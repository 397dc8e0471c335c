//! Centralized validation functions for asnlist.
//!
//! This module provides unified validation for:
//! - ASN identifiers (used as cache file names and URL path segments)
//! - IPv4 prefixes returned by the lookup service
//! - Lookup service base URLs

use ipnet::Ipv4Net;
use std::net::Ipv4Addr;

use crate::error::{Result, SyncError};

/// Longest ASN identifier accepted.
const MAX_ASN_LEN: usize = 32;

/// Validate an ASN identifier.
///
/// ASNs are opaque strings, but they end up in file paths and URLs, so only
/// ASCII letters and digits are accepted.
///
/// # Examples
/// ```
/// use asnlist::validation::validate_asn;
/// assert!(validate_asn("64500").is_ok());
/// assert!(validate_asn("../etc").is_err());
/// assert!(validate_asn("").is_err());
/// ```
pub fn validate_asn(asn: &str) -> Result<()> {
    if asn.is_empty() {
        return Err(SyncError::Config("ASN cannot be empty".to_string()));
    }

    if asn.len() > MAX_ASN_LEN {
        return Err(SyncError::Config(format!(
            "ASN '{}' is longer than {} characters",
            asn, MAX_ASN_LEN
        )));
    }

    if !asn.chars().all(|c| c.is_ascii_alphanumeric()) {
        return Err(SyncError::Config(format!(
            "Invalid ASN '{}'. Only ASCII letters and digits are allowed",
            asn
        )));
    }

    Ok(())
}

/// Build an IPv4 prefix from the lookup service's `(ip, cidr)` pair.
///
/// Returns `None` for IPv6 addresses, malformed addresses and prefix lengths
/// outside 0..=32.
///
/// # Examples
/// ```
/// use asnlist::validation::ipv4_prefix;
/// assert_eq!(ipv4_prefix("1.2.3.0", 24).unwrap().to_string(), "1.2.3.0/24");
/// assert!(ipv4_prefix("2001:db8::", 32).is_none());
/// assert!(ipv4_prefix("1.2.3.0", 33).is_none());
/// ```
pub fn ipv4_prefix(ip: &str, cidr: i64) -> Option<Ipv4Net> {
    let addr: Ipv4Addr = ip.trim().parse().ok()?;
    let len = u8::try_from(cidr).ok()?;
    Ipv4Net::new(addr, len).ok()
}

/// Validate the lookup service base URL.
///
/// HTTPS is required except for loopback hosts.
pub fn validate_api_url(url: &str) -> Result<()> {
    if url.starts_with("https://") {
        return Ok(());
    }

    let loopback = ["http://127.0.0.1", "http://localhost", "http://[::1]"];
    let is_loopback = loopback.iter().any(|prefix| {
        url.strip_prefix(prefix)
            .is_some_and(|rest| rest.is_empty() || rest.starts_with([':', '/']))
    });
    if is_loopback {
        return Ok(());
    }

    Err(SyncError::Config(format!(
        "Lookup service URL must use HTTPS: {}",
        url
    )))
}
══════════
THE TASK: For an answer, give a copy of every line in the listing that holds the word "base".

FINISHED TASK:
//! - Lookup service base URLs
/// Validate the lookup service base URL.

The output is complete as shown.